ABOUT THIS TASK →
Go through the data and copy each line where the word "LogEventHandler" shows up.

SOURCE MATERIAL →
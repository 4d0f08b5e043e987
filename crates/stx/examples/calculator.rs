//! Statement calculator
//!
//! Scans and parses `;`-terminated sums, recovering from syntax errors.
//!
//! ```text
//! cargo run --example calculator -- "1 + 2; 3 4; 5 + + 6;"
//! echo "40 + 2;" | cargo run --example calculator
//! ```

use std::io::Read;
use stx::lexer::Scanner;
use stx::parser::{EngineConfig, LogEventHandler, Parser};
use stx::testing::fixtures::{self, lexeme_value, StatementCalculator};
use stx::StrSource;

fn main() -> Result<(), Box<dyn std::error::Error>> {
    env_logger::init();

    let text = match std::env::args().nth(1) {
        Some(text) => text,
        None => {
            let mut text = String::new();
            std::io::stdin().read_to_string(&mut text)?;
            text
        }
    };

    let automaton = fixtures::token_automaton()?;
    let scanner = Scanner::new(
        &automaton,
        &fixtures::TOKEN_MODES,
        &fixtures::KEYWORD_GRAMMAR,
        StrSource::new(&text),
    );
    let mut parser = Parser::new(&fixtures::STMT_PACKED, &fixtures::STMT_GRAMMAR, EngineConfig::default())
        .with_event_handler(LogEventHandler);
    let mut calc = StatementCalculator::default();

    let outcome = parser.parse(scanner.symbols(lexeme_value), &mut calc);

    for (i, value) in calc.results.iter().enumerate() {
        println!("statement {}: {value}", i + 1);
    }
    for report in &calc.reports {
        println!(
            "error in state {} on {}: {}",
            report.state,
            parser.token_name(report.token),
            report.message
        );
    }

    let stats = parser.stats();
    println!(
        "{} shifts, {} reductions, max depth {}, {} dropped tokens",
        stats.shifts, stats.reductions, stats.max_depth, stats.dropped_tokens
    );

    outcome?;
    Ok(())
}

TASK ANSWER →
use stx::parser::{EngineConfig, LogEventHandler, Parser};
        .with_event_handler(LogEventHandler);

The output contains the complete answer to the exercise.